During its visit to Melbourne of from 12-17 December, VietCatholic met with several Victorian State Members to inform and discuss with them on latest persecutions against the Church in Vietnam. Below is an interview with Luke Donnellan MP State Member, Parliamentary Secretary to the Premier by Chau Xuan Hung.

Good afternoon Luke. You have known Father Ly in Vietnam. He’s prisoner of conscience for quite a long time now. I believe that in March 2006, you payed a visit to Father Ly. How was he, physically and mentally?

Father Ly’s health at the time was very good. He’s very strong, very powerful, very determined to continue on his fight for democratic principle to religious freedom in Vietnam. I was very impressed with just the aurora of incredible strength around Father Ly. The fact that I suspect when I was visiting him in the archdiocese in way that he was being followed the whole time. But, he didn’t seem to have concerns about that. But generally he and Father Peter were both very determined that they would keep going with their work and they would not stop. So, I found him in very good spirits.

Could you please tell us, how his case came to your attention. Before you actually visited him in Vietnam?

Through the local community, to local websites here, the Catholic website, both the local community which is very strong here as you’d imagine in terms of their respect for Father Ly and so forth. Father Ly’s continued campaigning for democracy was very inspiring, very much a part of in a sense he’s leading his own form of liberation theology found in Vietnam. He’s going a marvellous job.

Now to the bad news, recently, last month, in November, he suffered a stroke, quite a bad one that caused paralysis on one side of his body. Since then he has been receiving medical treatment in the prison hospital, which is administered by the Lead of Public Security in Hanoi. Now the choice in Vietnam, and his family requested for the government to release him, so that his family can take care of him at home. However, on December 11th, just a few days ago, the authorities in Vietnam returned him to prison. So what is your view?

Well unfortunately, communism is not a particularly dignified form of government and it doesn’t treat anybody with dignity, full stop. Which is pretty much what you’d expect from communist officials in Vietnam to continue to treat Father Ly because he is a threat to the ongoing dictatorship in their own country? So I guess, I don’t really expect the communist regime there to have any sympathy for Father Ly’s plight. I don’t expect them to release him at all. I expect them to keep him locked up. Like the last show trial, where they were severely embarrassed because there were cameras there, which caught them, covering up Father Ly’s face. Father Ly is far too much of a threat to the Vietnamese government there for him to be released. He has too much of a strong following in the Vietnamese Catholic Community along with many of the Buddhist leaders standing way be too much of a threat to the government, unfortunately. I think the fact that the strength of Father Ly and his determination has effectively ensured that he would never have been released if he wasn’t such a strong fighter for democracy, I’m sure he would be released by now.

In June this year, 37 U.S. senators sent a letter to the president of Vietnam urging the release of Father Ly.

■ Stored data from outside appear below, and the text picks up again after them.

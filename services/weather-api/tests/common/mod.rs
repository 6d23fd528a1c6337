//! Shared fixtures for weather-api integration tests.
#![allow(dead_code)]

use std::collections::VecDeque;
use std::sync::atomic::{AtomicUsize, Ordering};
use std::sync::{Arc, Mutex};
use std::time::Duration;

use async_trait::async_trait;
use station_sources::{RawSample, RetryPolicy, SourceError, SourceKind, SourceResult, StationSource};
use storage::MemoryReadingCache;
use test_utils::fixtures::{PUBLIC_JSON, PUBLIC_JSON_STATION};
use weather_api::{AppState, CacheWarmer, Collector, CollectorSettings, StationCatalog};

pub const CATALOG: &str = r#"
stations:
  - id: alpha
    name: Alpha Ridge
    source: { type: public_json, base_url: "http://127.0.0.1:9", station: 1 }
  - id: bravo
    name: Bravo Col
    source: { type: public_json, base_url: "http://127.0.0.1:9", station: 2 }
  - id: charlie
    name: Charlie Peak
    source: { type: public_json, base_url: "http://127.0.0.1:9", station: 3 }
regions:
  - id: alps
    name: Alps
    unit: kmh
    stations: [alpha, bravo, charlie]
"#;

/// Public JSON body with the average speed replaced (km/h).
pub fn public_body(avg_kmh: f64) -> String {
    PUBLIC_JSON.replace("\"wind_speed_avg\": 18.0", &format!("\"wind_speed_avg\": {:.1}", avg_kmh))
}

pub fn good() -> SourceResult<RawSample> {
    Ok(RawSample::PublicJson {
        body: PUBLIC_JSON.to_string(),
        expected_station: PUBLIC_JSON_STATION,
    })
}

pub fn good_with_speed(avg_kmh: f64) -> SourceResult<RawSample> {
    Ok(RawSample::PublicJson {
        body: public_body(avg_kmh),
        expected_station: PUBLIC_JSON_STATION,
    })
}

pub fn down() -> SourceResult<RawSample> {
    Err(SourceError::HttpStatus { status: 503 })
}

/// Parses but lacks a wind direction.
pub fn invalid() -> SourceResult<RawSample> {
    Ok(RawSample::HtmlTable {
        html: "<table><tr><td>Wind Speed</td><td>9 Knots</td></tr></table>".to_string(),
        labels: Default::default(),
    })
}

/// Scripted adapter: answers from a queue, then repeats `fallback`.
pub struct FakeSource {
    id: String,
    script: Mutex<VecDeque<SourceResult<RawSample>>>,
    fallback: SourceResult<RawSample>,
    delay: Option<Duration>,
    calls: AtomicUsize,
    policy: RetryPolicy,
}

impl FakeSource {
    pub fn new(id: &str, fallback: SourceResult<RawSample>) -> Self {
        Self {
            id: id.to_string(),
            script: Mutex::new(VecDeque::new()),
            fallback,
            delay: None,
            calls: AtomicUsize::new(0),
            policy: RetryPolicy::immediate(1),
        }
    }

    pub fn then(self, response: SourceResult<RawSample>) -> Self {
        self.script.lock().unwrap().push_back(response);
        self
    }

    pub fn delayed(mut self, delay: Duration) -> Self {
        self.delay = Some(delay);
        self
    }

    pub fn calls(&self) -> usize {
        self.calls.load(Ordering::SeqCst)
    }
}

#[async_trait]
impl StationSource for FakeSource {
    fn station_id(&self) -> &str {
        &self.id
    }

    fn kind(&self) -> SourceKind {
        SourceKind::PublicJson
    }

    fn retry_policy(&self) -> &RetryPolicy {
        &self.policy
    }

    async fn fetch(&self) -> SourceResult<RawSample> {
        self.calls.fetch_add(1, Ordering::SeqCst);
        if let Some(delay) = self.delay {
            tokio::time::sleep(delay).await;
        }
        let scripted = self.script.lock().unwrap().pop_front();
        scripted.unwrap_or_else(|| self.fallback.clone())
    }
}

pub struct Harness {
    pub catalog: Arc<StationCatalog>,
    pub store: Arc<MemoryReadingCache>,
    pub collector: Arc<Collector>,
    pub sources: Vec<Arc<FakeSource>>,
}

impl Harness {
    pub fn new(sources: Vec<FakeSource>) -> Self {
        let catalog = Arc::new(StationCatalog::from_yaml(CATALOG).unwrap());
        let store = Arc::new(MemoryReadingCache::new(64));
        let mut collector = Collector::new(store.clone(), CollectorSettings::default());
        let sources: Vec<Arc<FakeSource>> = sources.into_iter().map(Arc::new).collect();
        for source in &sources {
            collector.register(source.clone());
        }
        Self {
            catalog,
            store,
            collector: Arc::new(collector),
            sources,
        }
    }

    /// alpha, bravo, charlie answering with the given results.
    pub fn region(alpha: SourceResult<RawSample>, bravo: SourceResult<RawSample>, charlie: SourceResult<RawSample>) -> Self {
        Self::new(vec![
            FakeSource::new("alpha", alpha),
            FakeSource::new("bravo", bravo),
            FakeSource::new("charlie", charlie),
        ])
    }

    pub fn state(&self) -> Arc<AppState> {
        let warmer = CacheWarmer::new(self.collector.clone(), Duration::from_secs(300), 4);
        Arc::new(AppState::new(
            self.catalog.clone(),
            self.collector.clone(),
            warmer,
            None,
        ))
    }
}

In December, just a few days ago the President of Vietnam met with the Pope in Rome. The Holy See had promised with archdiocese of Hue to take this important opportunity to raise Father Ly’s case and call the government to release Father Ly. We are convinced that the Holy See did that. However, nothing happened. We haven’t heard anything. In your opinion, what else, in this case could we do to help Father Ly?

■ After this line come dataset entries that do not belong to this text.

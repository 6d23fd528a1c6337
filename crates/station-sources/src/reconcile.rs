//! Historical reconciliation for the session-binary source.
//!
//! A single live record cannot produce a gust and its temperature is
//! occasionally corrupt. Wind statistics therefore come from the trailing
//! historical window, while temperature comes from the live record whenever
//! one was obtained and it is within the plausible range.

use chrono::{DateTime, Utc};
use tracing::{debug, warn};
use weather_common::reading::normalize_temperature;
use weather_common::Measurements;

use crate::error::{SourceError, SourceResult};
use crate::parsers::session_text::{HistoricalSample, HistoricalTextShape, LiveTextShape};
use crate::parsers::{live_sample, ParsedSample};

/// Most recent samples kept from a window.
pub const MAX_WINDOW_SAMPLES: usize = 30;

/// Temperatures further than this from the window median are dropped.
pub const TEMPERATURE_OUTLIER_C: f64 = 8.0;

/// Wind and temperature statistics of one historical window.
#[derive(Debug, Clone, Copy, PartialEq)]
pub struct WindowSummary {
    pub latest: DateTime<Utc>,
    pub sample_count: usize,
    pub avg_speed_ms: f64,
    pub gust_ms: f64,
    /// Arithmetic mean, no circular correction.
    pub direction_deg: f64,
    pub temperature_c: f64,
}

/// Summarize the most recent [`MAX_WINDOW_SAMPLES`] samples.
///
/// Returns `None` for an empty window.
pub fn summarize(samples: &[HistoricalSample]) -> Option<WindowSummary> {
    let mut ordered = samples.to_vec();
    ordered.sort_by_key(|s| s.timestamp);
    let start = ordered.len().saturating_sub(MAX_WINDOW_SAMPLES);
    let window = &ordered[start..];

    let latest = window.last()?.timestamp;
    let speeds: Vec<f64> = window.iter().map(|s| s.record.speed_ms).collect();
    let directions: Vec<f64> = window.iter().map(|s| s.record.direction_deg as f64).collect();
    let temperatures: Vec<f64> = window.iter().map(|s| s.record.temperature_c).collect();

    Some(WindowSummary {
        latest,
        sample_count: window.len(),
        avg_speed_ms: mean(&speeds)?,
        gust_ms: speeds.iter().copied().fold(f64::MIN, f64::max),
        direction_deg: mean(&directions)?,
        temperature_c: filtered_temperature(&temperatures)?,
    })
}

fn mean(values: &[f64]) -> Option<f64> {
    if values.is_empty() {
        return None;
    }
    Some(values.iter().sum::<f64>() / values.len() as f64)
}

fn median(values: &[f64]) -> Option<f64> {
    if values.is_empty() {
        return None;
    }
    let mut sorted = values.to_vec();
    sorted.sort_by(f64::total_cmp);
    let mid = sorted.len() / 2;
    if sorted.len() % 2 == 0 {
        Some((sorted[mid - 1] + sorted[mid]) / 2.0)
    } else {
        Some(sorted[mid])
    }
}

/// Mean of the temperatures within [`TEMPERATURE_OUTLIER_C`] of the median,
/// or the median itself if nothing survives.
pub fn filtered_temperature(values: &[f64]) -> Option<f64> {
    let median = median(values)?;
    let kept: Vec<f64> = values
        .iter()
        .copied()
        .filter(|t| (t - median).abs() <= TEMPERATURE_OUTLIER_C)
        .collect();
    Some(mean(&kept).unwrap_or(median))
}

/// Combine the historical window with the live record.
///
/// `live` is `None` when no live fetch was made. If the window is missing
/// the live record alone is used, without a gust. If both are missing the
/// historical error is returned.
pub fn reconcile(
    history: SourceResult<HistoricalTextShape>,
    live: Option<SourceResult<LiveTextShape>>,
) -> SourceResult<ParsedSample> {
    let window = match history {
        Ok(window) => window,
        Err(history_err) => {
            return match live {
                Some(Ok(live)) => {
                    warn!(error = %history_err, "Historical window unavailable, using live record");
                    Ok(live_sample(&live))
                }
                _ => Err(history_err),
            };
        }
    };

    let summary = summarize(&window.samples).ok_or_else(|| {
        SourceError::parse("historical records", "empty window", "")
    })?;
    debug!(
        samples = summary.sample_count,
        discarded = window.discarded,
        avg_ms = summary.avg_speed_ms,
        gust_ms = summary.gust_ms,
        "Reconciled historical window"
    );

    let temperature = match live {
        Some(Ok(live)) => match normalize_temperature(Some(live.record.temperature_c)) {
            Some(t) => t,
            None => {
                debug!(
                    live_c = live.record.temperature_c,
                    "Live temperature out of range, keeping window temperature"
                );
                summary.temperature_c
            }
        },
        Some(Err(live_err)) => {
            debug!(error = %live_err, "Live record unavailable, keeping window temperature");
            summary.temperature_c
        }
        None => summary.temperature_c,
    };

    Ok(ParsedSample {
        timestamp: Some(summary.latest),
        measurements: Measurements {
            wind_speed: Some(summary.avg_speed_ms),
            wind_gust: Some(summary.gust_ms),
            wind_direction: Some(summary.direction_deg),
            temperature: Some(temperature),
            pressure: None,
        },
    })
}

#[cfg(test)]
mod tests {
    use super::*;
    use crate::parsers::bitfield::decode_record;
    use crate::parsers::session_text::{parse_historical, parse_live};
    use test_utils::fixtures::{session_history, session_record, SESSION_LIVE};
    use test_utils::{assert_approx_eq, assert_some_approx_eq};

    fn sample(ts: i64, temperature: f64, speed: f64, direction: u32) -> HistoricalSample {
        HistoricalSample {
            timestamp: DateTime::from_timestamp(ts, 0).unwrap(),
            record: decode_record(&session_record(temperature, speed, direction)).unwrap(),
        }
    }

    #[test]
    fn test_wind_statistics() {
        let samples = vec![
            sample(3, 15.0, 6.0, 200),
            sample(1, 15.0, 2.0, 180),
            sample(2, 15.0, 4.0, 190),
        ];
        let s = summarize(&samples).unwrap();
        assert_approx_eq!(s.avg_speed_ms, 4.0, 1e-9);
        assert_approx_eq!(s.gust_ms, 6.0, 1e-9);
        assert_approx_eq!(s.direction_deg, 190.0, 1e-9);
        assert_eq!(s.latest.timestamp(), 3);
    }

    #[test]
    fn test_direction_is_arithmetic_mean() {
        // Across north the arithmetic mean points south; kept as-is.
        let samples = vec![sample(1, 15.0, 3.0, 350), sample(2, 15.0, 3.0, 10)];
        let s = summarize(&samples).unwrap();
        assert_approx_eq!(s.direction_deg, 180.0, 1e-9);
    }

    #[test]
    fn test_keeps_most_recent_thirty() {
        let mut samples: Vec<_> = (0..40).map(|i| sample(i, 15.0, 1.0, 90)).collect();
        // The oldest ten carry a huge speed that must not reach the gust
        for s in samples.iter_mut().take(10) {
            *s = sample(s.timestamp.timestamp(), 15.0, 50.0, 90);
        }
        samples.reverse();
        let s = summarize(&samples).unwrap();
        assert_eq!(s.sample_count, MAX_WINDOW_SAMPLES);
        assert_approx_eq!(s.gust_ms, 1.0, 1e-9);
        assert_eq!(s.latest.timestamp(), 39);
    }

    #[test]
    fn test_temperature_outlier_rejected() {
        let t = filtered_temperature(&[14.0, 14.2, 14.4, 40.0, 14.6]).unwrap();
        assert_approx_eq!(t, 14.3, 1e-9);
    }

    #[test]
    fn test_temperature_falls_back_to_median() {
        // Even count, median 10.0, both samples 10 away
        let t = filtered_temperature(&[0.0, 20.0]).unwrap();
        assert_approx_eq!(t, 10.0, 1e-9);
    }

    #[test]
    fn test_gust_never_below_average() {
        let mut seed: u64 = 0x2545_f491_4f6c_dd1d;
        for round in 0..200 {
            let n = 1 + round % 35;
            let samples: Vec<_> = (0..n)
                .map(|i| {
                    seed = seed.wrapping_mul(6364136223846793005).wrapping_add(1442695040888963407);
                    let speed = ((seed >> 33) % 400) as f64 / 10.0;
                    sample(i as i64, 12.0, speed, ((seed >> 20) % 360) as u32)
                })
                .collect();
            let s = summarize(&samples).unwrap();
            assert!(s.gust_ms >= s.avg_speed_ms, "{:?}", s);
        }
    }

    #[test]
    fn test_live_temperature_overrides_window() {
        let history = parse_historical(&session_history(&[(1, 20.0, 3.0, 180), (2, 20.0, 5.0, 180)]));
        let live = parse_live(SESSION_LIVE);
        let parsed = reconcile(history, Some(live)).unwrap();
        let m = parsed.measurements;
        assert_eq!(m.temperature, Some(15.0));
        assert_some_approx_eq!(m.wind_speed, 4.0, 1e-9);
        assert_some_approx_eq!(m.wind_gust, 5.0, 1e-9);
    }

    #[test]
    fn test_live_failure_keeps_window_temperature() {
        let history = parse_historical(&session_history(&[(1, 20.0, 3.0, 180)]));
        let parsed = reconcile(history, Some(parse_live("junk"))).unwrap();
        assert_eq!(parsed.measurements.temperature, Some(20.0));
    }

    #[test]
    fn test_implausible_live_temperature_keeps_window() {
        let history = parse_historical(&session_history(&[(1, 20.0, 3.0, 180), (2, 21.0, 5.0, 180)]));
        let live = parse_live(&format!("1714564800:{}", session_record(99.0, 3.7, 188)));
        let parsed = reconcile(history, Some(live)).unwrap();
        assert_some_approx_eq!(parsed.measurements.temperature, 20.5, 1e-9);
    }

    #[test]
    fn test_history_failure_uses_live_without_gust() {
        let history = parse_historical("");
        let parsed = reconcile(history, Some(parse_live(SESSION_LIVE))).unwrap();
        assert_eq!(parsed.measurements.wind_gust, None);
        assert_eq!(parsed.measurements.wind_speed, Some(3.7));
    }

    #[test]
    fn test_both_failing_is_error() {
        let err = reconcile(parse_historical(""), Some(parse_live(""))).unwrap_err();
        assert!(matches!(err, SourceError::Parse { .. }));
        assert!(reconcile(parse_historical(""), None).is_err());
    }
}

I would think that the Holy See could probably be a little more open in desire to see Father Ly released. It would be no reason why I couldn’t see Vatican Radio and Vatican Media actually putting out a very strong release on that saying Father Ly has been a long-time fighter for basic religious principles and at the end of the day, allow him to live in some sort of dignity at the end of his life, potentially, because he has had a stroke it could be soon. You would think that the church would push for that so that Father Ly could live in some dignity. I would also think that members of local churches could go a long way to raising it within their local church and a petition. Campaign locally. I think realistically, the communist government, in Vietnam, needs to understand how strongly we feel about this, here in Australia, because it directly impacts upon tourism and ways on a beautiful place to visit and if you know that they do there, it’s not a nice place to visit. I would think that a localized campaign would send a very strong message, and not just from the Vietnamese community, but I think that our local Catholic churches could call on that. If they knew about the story of Father Ly, they could understand he’s fought for his religious freedoms like a very few people have ever seen.

What about in our own country, can some acts be committed by our MP, or senator (with regards to the U.S)?

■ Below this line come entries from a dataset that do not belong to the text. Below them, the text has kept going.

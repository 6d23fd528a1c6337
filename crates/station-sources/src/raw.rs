//! Raw upstream payloads.
//!
//! A [`RawSample`] lives for exactly one parse call and is never persisted.
//! Each variant names a closed payload shape with its own parser.

use crate::config::TableLabels;

#[derive(Debug, Clone, PartialEq)]
pub enum RawSample {
    /// HTML document containing a label/value table.
    HtmlTable { html: String, labels: TableLabels },
    /// One `<epoch>:<hex>` record from the session-binary live endpoint.
    LiveText(String),
    /// Comma/newline separated `<epoch>:<hex>` records.
    HistoricalText(String),
    /// Averaged wind plus gust envelope.
    PrimaryJson(String),
    /// Current wind only envelope.
    FallbackJson(String),
    /// Public API document; `expected_station` guards against misrouted queries.
    PublicJson { body: String, expected_station: u64 },
}

impl RawSample {
    /// Label used in parse errors and logs.
    pub fn label(&self) -> &'static str {
        match self {
            RawSample::HtmlTable { .. } => "html table",
            RawSample::LiveText(_) => "live record",
            RawSample::HistoricalText(_) => "historical records",
            RawSample::PrimaryJson(_) => "primary json",
            RawSample::FallbackJson(_) => "fallback json",
            RawSample::PublicJson { .. } => "public json",
        }
    }
}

I don’t see why not. I would think that it would be wrong to let Father Ly live out the rest of his days without dignity.

Do you have anything else you want to say to our people?

I just hope for Father Ly that he can live in some dignified way at the moment, because he’s obviously spent 17-18 years of his life in jail. What a terribly hard way to live. He’s been a great proponent for democracy and religious rights. He’s done such a marvellous job for the community. I just hope that he’s healthy and that he’s getting proper care in the hospital. And I would urge the Vietnamese government to treat this person with great dignity because he’s an incredible, strong powerful and impressive human being.

On behalf of Father Ly and also the church in Vietnam, we would like to thank you for your effort and we hope that we will be receiving your support.